This is a series of articles (among them are Team Topologies and Marty Cagan’s Empowered Product Teams) where we compare and contrast different well-known approaches applicable to product development organizations to help leaders make better org design decisions.

We assume you might already be familiar with seven archetypes of the Org Topologies.

In this article, we will analyze the famous “Tribes and Squads” model (also known as a “Spotify model”) in terms of where it fits on the archetype map.

The promise of Spotify model:

The Spotify model sounds promising as it offers some fresh view in old problems.

It has also made it to the large market thanks to large consulting firms.

What is the promise of the model? Your organization will become agile by defining value areas and creating autonomous fast to deliver teams working in them.

And there are cases like the one of ING that seem to prove that it works great to create a culture of delivery and innovation.

What we’re concluding:

On the paper it might really look promising, the reality, though, is different.

We’ve met companies after they’ve “accomplished their transformation to Spotify”.

We see many non-autonomous teams owning some internal concerns like components and services. These teams are bogged down with interdependencies.

They work in what it is called as “value areas” with an Area Lead being almost like a real Product Owner for the area.

But each team has its own team-level backlog and a team-level output owner.

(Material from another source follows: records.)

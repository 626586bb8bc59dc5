//! The immutable grammar object produced by a successful compile: the two
//! parse tables plus the name resolution needed to find a start rule.

use std::collections::HashMap;

use crate::compiler;
use crate::diagnostics::Report;
use crate::llspec::{LlSpec, Qualifier};
use crate::parse_table::ParseTable;
use crate::symbol::{Domain, Id};

#[derive(Debug)]
pub struct Grammar {
  lpr_table: ParseTable,
  ppr_table: ParseTable,
  names: HashMap<String, (Id, Domain)>,
}

impl Grammar {
  /// Compiles `spec` end to end. Returns the grammar on success, or the
  /// accumulated diagnostics if any part of compilation failed.
  pub fn compile(spec: &LlSpec) -> Result<Grammar, Report> {
    let out = compiler::compile(spec);
    if out.report.has_errors() {
      return Err(out.report);
    }
    Ok(Grammar { lpr_table: out.lpr_table, ppr_table: out.ppr_table, names: out.names })
  }

  pub fn lpr_table(&self) -> &ParseTable {
    &self.lpr_table
  }

  pub fn ppr_table(&self) -> &ParseTable {
    &self.ppr_table
  }

  pub fn resolve(&self, name: &str) -> Option<(Id, Domain)> {
    self.names.get(name).copied()
  }

  /// Looks up the main non-terminal ID of a declared PPR, for seeding a
  /// parser driver's `parse(start_rule_name)`.
  pub fn start_ppr(&self, name: &str) -> Option<Id> {
    match self.resolve(name) {
      Some((id, Domain::Token)) => Some(id),
      _ => None,
    }
  }

  pub fn start_lpr(&self, name: &str) -> Option<Id> {
    match self.resolve(name) {
      Some((id, Domain::Glyph)) => Some(id),
      _ => None,
    }
  }

  /// All main (grammar-declared, non-helper, non-`support`) LPR IDs in
  /// declaration order: the entry points the lexer driver tries per §4.6.
  pub fn lpr_entry_points(&self) -> Vec<Id> {
    let mut ids: Vec<Id> = self.names.values().filter(|&&(_, d)| d == Domain::Glyph).map(|&(id, _)| id).collect();
    ids.sort_unstable();
    ids.retain(|&id| !self.lpr_table.is_helper(id) && !matches!(self.lpr_table.qualifier_of(id), Some(Qualifier::Support)));
    ids
  }

  pub fn lpr_qualifier(&self, id: Id) -> Option<Qualifier> {
    self.lpr_table.qualifier_of(id)
  }
}

pub type RuleQualifier = Qualifier;
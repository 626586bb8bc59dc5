//! Scenario 10: the text form of scenario 1's grammar, translated through
//! the bootstrap grammar, produces the same lexer behaviour as scenario 1's
//! hand-built opcode stream.

use llparse_core::llspec::{Opcode, Qualifier};
use llparse_core::symbol::Domain;
use llparse_core::Grammar;

use crate::utils::{compile, lex_all, w_emit};

#[test]
fn text_grammar_matches_hand_built_opcode_stream() {
  let hand_built = compile(|w| {
    w_emit(w, Opcode::LprDecl { name: "A".into() });
    w_emit(w, Opcode::Lpr { name: "A".into(), qualifier: Qualifier::None });
    w_emit(w, Opcode::Alternative);
    w_emit(w, Opcode::String { text: "a".into() });
    w_emit(w, Opcode::Close);
  });

  let spec = llparse_bootstrap::translate::translate("t", "lexer A: 'a';").expect("text grammar should parse");
  let from_text = Grammar::compile(&spec).unwrap_or_else(|report| panic!("translated grammar failed to compile:\n{report}"));

  let a_hand = hand_built.resolve("A").unwrap().0;
  let a_text = from_text.resolve("A").unwrap().0;
  let end = Domain::Token.end_of_input();

  let (hand_tokens, _) = lex_all(&hand_built, "aaaa");
  let (text_tokens, _) = lex_all(&from_text, "aaaa");

  let norm = |tokens: &[llparse_runtime::Token], a_id: u32| -> Vec<(bool, usize, usize)> {
    tokens.iter().map(|t| (t.id == a_id, t.byte_offset, t.byte_len)).collect()
  };

  assert_eq!(norm(&hand_tokens, a_hand), norm(&text_tokens, a_text));
  assert_eq!(text_tokens.last().unwrap().id, end);
}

This kills the idea of managing at the Value Area level because with work defined at the team-level, each team has its focus and agenda.

And what’s even worse is that such an organization might truly believe that it has transformed.

But in fact they are only using some new terminology like tribes and squads, but internally, it is all the same. Low adaptivity, low innovation. A culture of execution and dependency management.

We’ve also seen cases when SAFe applied with the Spotify model to deal with the inter-team blocking dependencies.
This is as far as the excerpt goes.